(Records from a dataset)
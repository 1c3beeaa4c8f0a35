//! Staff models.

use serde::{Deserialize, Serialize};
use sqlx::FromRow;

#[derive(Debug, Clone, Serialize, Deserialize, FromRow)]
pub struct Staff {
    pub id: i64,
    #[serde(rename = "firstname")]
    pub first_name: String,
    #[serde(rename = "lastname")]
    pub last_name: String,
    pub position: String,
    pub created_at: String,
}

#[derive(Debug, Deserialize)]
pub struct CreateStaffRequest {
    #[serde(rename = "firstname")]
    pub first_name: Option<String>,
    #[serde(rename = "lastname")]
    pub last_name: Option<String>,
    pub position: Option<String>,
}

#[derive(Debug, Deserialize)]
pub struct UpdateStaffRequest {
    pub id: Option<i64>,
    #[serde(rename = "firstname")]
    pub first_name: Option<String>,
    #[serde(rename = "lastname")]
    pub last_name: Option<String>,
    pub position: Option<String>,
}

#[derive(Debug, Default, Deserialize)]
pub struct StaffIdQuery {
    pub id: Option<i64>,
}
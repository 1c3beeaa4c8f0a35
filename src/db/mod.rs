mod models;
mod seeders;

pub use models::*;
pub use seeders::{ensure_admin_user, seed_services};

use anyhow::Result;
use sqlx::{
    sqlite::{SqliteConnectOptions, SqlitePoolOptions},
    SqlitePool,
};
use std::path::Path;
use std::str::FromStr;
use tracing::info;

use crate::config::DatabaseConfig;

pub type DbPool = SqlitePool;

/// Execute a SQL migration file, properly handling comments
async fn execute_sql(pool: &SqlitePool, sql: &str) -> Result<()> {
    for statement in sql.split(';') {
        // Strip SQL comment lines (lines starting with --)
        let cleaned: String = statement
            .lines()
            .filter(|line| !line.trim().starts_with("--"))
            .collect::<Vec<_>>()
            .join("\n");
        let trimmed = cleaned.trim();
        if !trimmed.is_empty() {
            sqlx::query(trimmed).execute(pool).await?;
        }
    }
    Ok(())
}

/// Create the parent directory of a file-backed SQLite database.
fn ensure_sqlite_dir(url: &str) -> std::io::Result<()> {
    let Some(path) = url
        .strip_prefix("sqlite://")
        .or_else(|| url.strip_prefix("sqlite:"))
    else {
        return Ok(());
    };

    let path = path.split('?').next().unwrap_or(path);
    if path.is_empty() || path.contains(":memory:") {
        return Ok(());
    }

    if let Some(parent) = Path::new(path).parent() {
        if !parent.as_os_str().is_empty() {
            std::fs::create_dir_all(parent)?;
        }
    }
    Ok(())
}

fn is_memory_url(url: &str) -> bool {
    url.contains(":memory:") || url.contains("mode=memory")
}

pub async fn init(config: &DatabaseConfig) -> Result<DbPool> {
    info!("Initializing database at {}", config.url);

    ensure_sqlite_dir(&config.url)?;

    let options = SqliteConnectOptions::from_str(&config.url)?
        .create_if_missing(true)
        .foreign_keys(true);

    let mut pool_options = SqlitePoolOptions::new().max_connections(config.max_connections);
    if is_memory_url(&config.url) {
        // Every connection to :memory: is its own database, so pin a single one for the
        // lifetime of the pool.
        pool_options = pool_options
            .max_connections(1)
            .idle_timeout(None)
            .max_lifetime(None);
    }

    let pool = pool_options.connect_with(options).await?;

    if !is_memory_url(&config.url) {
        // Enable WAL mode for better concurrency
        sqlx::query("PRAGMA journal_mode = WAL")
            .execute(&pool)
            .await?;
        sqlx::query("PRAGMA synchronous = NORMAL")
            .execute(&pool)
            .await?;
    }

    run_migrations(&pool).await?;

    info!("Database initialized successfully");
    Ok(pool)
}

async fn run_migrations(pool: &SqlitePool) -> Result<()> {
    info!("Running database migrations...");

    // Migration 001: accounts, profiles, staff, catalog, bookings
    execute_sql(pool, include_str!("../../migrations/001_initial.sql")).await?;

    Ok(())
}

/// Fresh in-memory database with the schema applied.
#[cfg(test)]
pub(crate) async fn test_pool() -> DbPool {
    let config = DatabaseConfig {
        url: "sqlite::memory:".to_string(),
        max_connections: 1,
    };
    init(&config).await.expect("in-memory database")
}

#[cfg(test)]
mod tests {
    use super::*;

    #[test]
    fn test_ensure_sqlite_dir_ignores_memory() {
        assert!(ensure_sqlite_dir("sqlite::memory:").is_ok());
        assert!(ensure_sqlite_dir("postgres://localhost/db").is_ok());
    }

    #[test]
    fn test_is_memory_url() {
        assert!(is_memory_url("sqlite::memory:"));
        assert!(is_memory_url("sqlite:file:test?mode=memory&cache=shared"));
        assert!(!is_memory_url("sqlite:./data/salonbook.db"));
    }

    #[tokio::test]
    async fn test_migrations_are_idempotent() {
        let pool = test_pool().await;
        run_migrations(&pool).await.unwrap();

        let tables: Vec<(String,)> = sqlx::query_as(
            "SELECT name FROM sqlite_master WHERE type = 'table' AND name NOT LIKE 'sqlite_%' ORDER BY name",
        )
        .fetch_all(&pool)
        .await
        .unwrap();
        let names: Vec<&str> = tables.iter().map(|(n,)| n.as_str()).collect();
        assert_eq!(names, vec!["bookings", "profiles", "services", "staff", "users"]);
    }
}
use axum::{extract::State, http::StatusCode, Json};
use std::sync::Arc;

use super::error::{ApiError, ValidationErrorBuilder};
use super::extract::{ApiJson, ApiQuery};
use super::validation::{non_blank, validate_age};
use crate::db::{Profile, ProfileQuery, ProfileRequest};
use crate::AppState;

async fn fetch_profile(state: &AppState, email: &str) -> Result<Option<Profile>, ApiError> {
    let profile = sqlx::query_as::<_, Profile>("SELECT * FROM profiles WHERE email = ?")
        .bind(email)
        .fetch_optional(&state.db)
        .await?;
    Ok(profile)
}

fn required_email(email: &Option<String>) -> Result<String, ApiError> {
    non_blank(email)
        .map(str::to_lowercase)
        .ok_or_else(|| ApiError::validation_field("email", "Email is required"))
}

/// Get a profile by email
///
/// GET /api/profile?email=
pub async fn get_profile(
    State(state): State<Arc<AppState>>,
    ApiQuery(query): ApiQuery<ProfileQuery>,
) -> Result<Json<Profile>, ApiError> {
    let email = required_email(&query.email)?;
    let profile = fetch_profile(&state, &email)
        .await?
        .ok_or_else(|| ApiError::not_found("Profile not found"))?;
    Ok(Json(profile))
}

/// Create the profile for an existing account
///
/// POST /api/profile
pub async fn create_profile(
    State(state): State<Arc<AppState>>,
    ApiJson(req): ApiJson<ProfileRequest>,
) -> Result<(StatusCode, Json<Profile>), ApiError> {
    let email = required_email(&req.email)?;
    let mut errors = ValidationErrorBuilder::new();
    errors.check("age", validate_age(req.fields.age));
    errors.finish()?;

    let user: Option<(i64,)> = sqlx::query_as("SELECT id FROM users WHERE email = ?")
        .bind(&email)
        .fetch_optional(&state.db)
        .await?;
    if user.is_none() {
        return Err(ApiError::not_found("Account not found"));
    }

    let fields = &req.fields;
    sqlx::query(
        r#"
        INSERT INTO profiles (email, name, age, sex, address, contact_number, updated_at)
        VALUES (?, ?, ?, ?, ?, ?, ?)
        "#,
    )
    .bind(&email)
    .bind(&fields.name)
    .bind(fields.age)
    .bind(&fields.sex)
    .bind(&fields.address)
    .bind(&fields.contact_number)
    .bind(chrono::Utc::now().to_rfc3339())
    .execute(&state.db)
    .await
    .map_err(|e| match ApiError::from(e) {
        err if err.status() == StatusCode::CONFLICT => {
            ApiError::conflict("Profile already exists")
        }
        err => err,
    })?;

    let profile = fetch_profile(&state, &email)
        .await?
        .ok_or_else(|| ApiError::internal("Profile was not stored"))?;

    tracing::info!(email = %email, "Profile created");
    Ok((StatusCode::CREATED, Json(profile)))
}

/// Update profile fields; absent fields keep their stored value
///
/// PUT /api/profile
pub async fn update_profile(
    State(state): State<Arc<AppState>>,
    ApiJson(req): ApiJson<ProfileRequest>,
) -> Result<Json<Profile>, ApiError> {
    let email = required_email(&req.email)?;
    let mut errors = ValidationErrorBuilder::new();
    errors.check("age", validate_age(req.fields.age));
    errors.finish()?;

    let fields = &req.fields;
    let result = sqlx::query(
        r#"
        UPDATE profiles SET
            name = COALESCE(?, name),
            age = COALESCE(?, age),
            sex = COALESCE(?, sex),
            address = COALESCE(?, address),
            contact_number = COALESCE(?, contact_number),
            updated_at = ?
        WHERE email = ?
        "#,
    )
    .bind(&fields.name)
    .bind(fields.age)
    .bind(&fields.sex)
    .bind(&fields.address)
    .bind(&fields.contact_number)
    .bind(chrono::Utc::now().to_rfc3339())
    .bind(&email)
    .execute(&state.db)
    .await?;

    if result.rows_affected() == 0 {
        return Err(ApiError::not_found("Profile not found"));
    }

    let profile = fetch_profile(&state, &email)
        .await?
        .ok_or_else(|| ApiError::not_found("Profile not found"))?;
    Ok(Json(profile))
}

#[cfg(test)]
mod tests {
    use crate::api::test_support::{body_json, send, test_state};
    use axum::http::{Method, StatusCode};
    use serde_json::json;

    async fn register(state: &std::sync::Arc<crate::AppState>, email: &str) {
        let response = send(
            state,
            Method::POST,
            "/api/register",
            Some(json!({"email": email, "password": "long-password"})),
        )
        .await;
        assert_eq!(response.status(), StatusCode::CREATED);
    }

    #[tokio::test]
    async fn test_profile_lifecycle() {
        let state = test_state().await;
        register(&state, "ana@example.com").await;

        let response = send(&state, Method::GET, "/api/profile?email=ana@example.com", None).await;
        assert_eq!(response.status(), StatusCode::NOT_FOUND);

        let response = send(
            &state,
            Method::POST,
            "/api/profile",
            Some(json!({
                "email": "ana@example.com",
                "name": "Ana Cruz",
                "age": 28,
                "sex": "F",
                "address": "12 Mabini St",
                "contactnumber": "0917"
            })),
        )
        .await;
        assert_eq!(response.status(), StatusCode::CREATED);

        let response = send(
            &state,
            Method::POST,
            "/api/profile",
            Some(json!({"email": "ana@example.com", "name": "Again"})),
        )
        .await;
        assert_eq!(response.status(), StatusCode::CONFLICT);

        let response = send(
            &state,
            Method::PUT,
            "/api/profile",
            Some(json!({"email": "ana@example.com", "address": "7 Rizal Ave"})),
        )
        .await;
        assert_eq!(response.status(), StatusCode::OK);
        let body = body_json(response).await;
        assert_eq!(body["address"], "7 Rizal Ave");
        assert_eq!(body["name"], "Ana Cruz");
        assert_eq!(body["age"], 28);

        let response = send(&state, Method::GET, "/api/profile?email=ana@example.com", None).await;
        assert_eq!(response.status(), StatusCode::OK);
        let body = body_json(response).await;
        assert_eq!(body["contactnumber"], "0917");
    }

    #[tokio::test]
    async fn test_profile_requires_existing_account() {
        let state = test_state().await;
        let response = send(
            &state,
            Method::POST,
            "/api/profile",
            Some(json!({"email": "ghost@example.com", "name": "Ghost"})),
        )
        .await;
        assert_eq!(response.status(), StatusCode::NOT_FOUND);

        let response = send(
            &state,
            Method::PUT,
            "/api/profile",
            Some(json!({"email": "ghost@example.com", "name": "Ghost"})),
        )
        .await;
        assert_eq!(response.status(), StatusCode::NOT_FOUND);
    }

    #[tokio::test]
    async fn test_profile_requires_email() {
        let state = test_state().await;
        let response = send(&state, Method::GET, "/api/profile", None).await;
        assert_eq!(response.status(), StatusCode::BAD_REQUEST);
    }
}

*TASK DETAILS*
What is needed is every line from the beginning of the data up to and including the line with "file-backed SQLite database.", given again word for word.

*OUTPUT*
repository 1c3beeaa4c8f0a35
//! Staff models.

use serde::{Deserialize, Serialize};
use sqlx::FromRow;

#[derive(Debug, Clone, Serialize, Deserialize, FromRow)]
pub struct Staff {
    pub id: i64,
    #[serde(rename = "firstname")]
    pub first_name: String,
    #[serde(rename = "lastname")]
    pub last_name: String,
    pub position: String,
    pub created_at: String,
}

#[derive(Debug, Deserialize)]
pub struct CreateStaffRequest {
    #[serde(rename = "firstname")]
    pub first_name: Option<String>,
    #[serde(rename = "lastname")]
    pub last_name: Option<String>,
    pub position: Option<String>,
}

#[derive(Debug, Deserialize)]
pub struct UpdateStaffRequest {
    pub id: Option<i64>,
    #[serde(rename = "firstname")]
    pub first_name: Option<String>,
    #[serde(rename = "lastname")]
    pub last_name: Option<String>,
    pub position: Option<String>,
}

#[derive(Debug, Default, Deserialize)]
pub struct StaffIdQuery {
    pub id: Option<i64>,
}
repository 1c3beeaa4c8f0a35
filename src/db/mod.rs
mod models;
mod seeders;

pub use models::*;
pub use seeders::{ensure_admin_user, seed_services};

use anyhow::Result;
use sqlx::{
    sqlite::{SqliteConnectOptions, SqlitePoolOptions},
    SqlitePool,
};
use std::path::Path;
use std::str::FromStr;
use tracing::info;

use crate::config::DatabaseConfig;

pub type DbPool = SqlitePool;

/// Execute a SQL migration file, properly handling comments
async fn execute_sql(pool: &SqlitePool, sql: &str) -> Result<()> {
    for statement in sql.split(';') {
        // Strip SQL comment lines (lines starting with --)
        let cleaned: String = statement
            .lines()
            .filter(|line| !line.trim().starts_with("--"))
            .collect::<Vec<_>>()
            .join("\n");
        let trimmed = cleaned.trim();
        if !trimmed.is_empty() {
            sqlx::query(trimmed).execute(pool).await?;
        }
    }
    Ok(())
}

/// Create the parent directory of a file-backed SQLite database.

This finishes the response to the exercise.